At this point in the conversation, I step up on my soapbox and expound on my theory that, when it comes to work and careers, there are, in general, two types of people: those who have always known what they want to do (e.g., my wife) and those who never quite figured it out, like me. (This is not to say I didn’t have a successful and rewarding career, but I never got to the point where work was so absorbing I couldn’t wait to get up in the morning and go.)
I would apply this same theory to retirement: there are people who know what they want to do in retirement (call them the lucky ones) and the rest of us (call us the unprepared ones who blindly assumed retirement would reveal itself when we got there).
My friend Paul, who recently retired, is one of the lucky ones. Paul is a prolific wood carver, specializing in water fowl. He is a consummate artist by anyone’s standards, and I am more than a bit jealous of the apparent ease with which he has embraced his retirement.

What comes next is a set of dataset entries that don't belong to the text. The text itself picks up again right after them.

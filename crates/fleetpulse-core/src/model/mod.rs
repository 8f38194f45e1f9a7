// ── Domain model ──
//
// Canonical representations of what the device API serves. Wire records
// from fleetpulse-api are normalized into these in `crate::convert`.

pub mod company;
pub mod device;
pub mod ids;

pub use company::Company;
pub use device::{Device, DeviceStatus, StatusFilter};
pub use ids::{CompanyId, DeviceId};
// Shared transport configuration for building reqwest::Client instances.

use std::time::Duration;

use crate::error::Error;

/// Shared transport configuration for building HTTP clients.
#[derive(Debug, Clone)]
pub struct TransportConfig {
    pub timeout: Duration,
    pub user_agent: String,
}

impl Default for TransportConfig {
    fn default() -> Self {
        Self {
            timeout: Duration::from_secs(30),
            user_agent: concat!("fleetpulse/", env!("CARGO_PKG_VERSION")).to_owned(),
        }
    }
}

impl TransportConfig {
    /// Transport with a custom request timeout and the default user agent.
    pub fn with_timeout(timeout: Duration) -> Self {
        Self {
            timeout,
            ..Self::default()
        }
    }

    /// Build a `reqwest::Client` from this config.
    pub fn build_client(&self) -> Result<reqwest::Client, Error> {
        reqwest::Client::builder()
            .timeout(self.timeout)
            .user_agent(self.user_agent.as_str())
            .build()
            .map_err(|e| Error::ClientBuild(e.to_string()))
    }
}
// ── Status transition detection ──
//
// The previous device snapshot is kept only to notice devices coming back
// online between two refreshes.

use std::collections::HashMap;

use crate::model::{Device, DeviceId, DeviceStatus};

/// Devices in `current` that were offline in `previous` and are online now.
///
/// Devices absent from `previous` never count, so a first load is silent.
/// `previous` is whatever snapshot was cached last. Right after a company
/// switch that is the old company's list, so only ids present in both lists
/// can produce a transition.
pub fn came_online<'a>(previous: &[Device], current: &'a [Device]) -> Vec<&'a Device> {
    let before: HashMap<&DeviceId, DeviceStatus> =
        previous.iter().map(|d| (&d.id, d.status)).collect();

    current
        .iter()
        .filter(|d| d.is_online() && before.get(&d.id) == Some(&DeviceStatus::Offline))
        .collect()
}

/// Toast text for a device that came back online.
pub fn online_message(device: &Device) -> String {
    format!("{} is now online", device.display_name())
}

#[cfg(test)]
mod tests {
    use super::*;

    fn device(id: &str, status: DeviceStatus) -> Device {
        Device {
            id: DeviceId::new(id),
            name: format!("Sensor {id}"),
            status,
            last_read_at: None,
        }
    }

    #[test]
    fn offline_to_online_is_reported_once() {
        let previous = vec![device("1", DeviceStatus::Offline)];
        let current = vec![device("1", DeviceStatus::Online)];

        let changed = came_online(&previous, &current);

        assert_eq!(changed.len(), 1);
        assert_eq!(online_message(changed[0]), "Sensor 1 is now online");
    }

    #[test]
    fn online_to_online_is_silent() {
        let previous = vec![device("1", DeviceStatus::Online)];
        let current = vec![device("1", DeviceStatus::Online)];
        assert!(came_online(&previous, &current).is_empty());
    }

    #[test]
    fn new_devices_are_silent() {
        let current = vec![device("9", DeviceStatus::Online)];
        assert!(came_online(&[], &current).is_empty());
    }

    #[test]
    fn going_offline_is_silent() {
        let previous = vec![device("1", DeviceStatus::Online)];
        let current = vec![device("1", DeviceStatus::Offline)];
        assert!(came_online(&previous, &current).is_empty());
    }
}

I, on the other hand, have yet to find my post-work passion, though not for lack of effort. Since exiting the workforce, I have tried to become a short story writer, taken a yearlong course in editing, cared for a man my age suffering from ALS, tutored middle school students, worked at my local food bank, and written for this publication. Though I have enjoyed all that I’ve tried, I’ve never found that all-consuming passion that I could devote myself to.
More than anything, retirement is an opportunity to hit the restart button and become the master of your destiny. If you’re like Paul, congratulations and best of luck. If you’re like me, let me suggest volunteering through an organization such as RSVP, which is connected to a virtual smorgasbord of vetted volunteering opportunities. And within their network, as with a smorgasbord, there is something for everyone to choose from.
You’ve been dreaming abstractly all your working life about retirement, and the last thing you want to admit to your friends when they ask you what you’re doing with yourself in retirement is “not much.” Rather, you’d like to rattle off an impressive list of volunteer programs in which you participate.
Volunteering is liberating, not constricting. Volunteering, like travel, is an opportunity to expand your horizons by experiencing new communities. Volunteering gets you out of the house to make new friends. Volunteering makes you feel good about yourself. Volunteering is an opportunity to help fulfill a need that’s not being met.
And, most of all, as in my case, volunteering is fun! It doesn’t hurt, you can do as much or as little as suits your schedule, and it gives you something to brag about to your friends. The best thing about retirement is that you have no boss other than yourself!
Every day is an opportunity for a fresh start, so GET STARTED!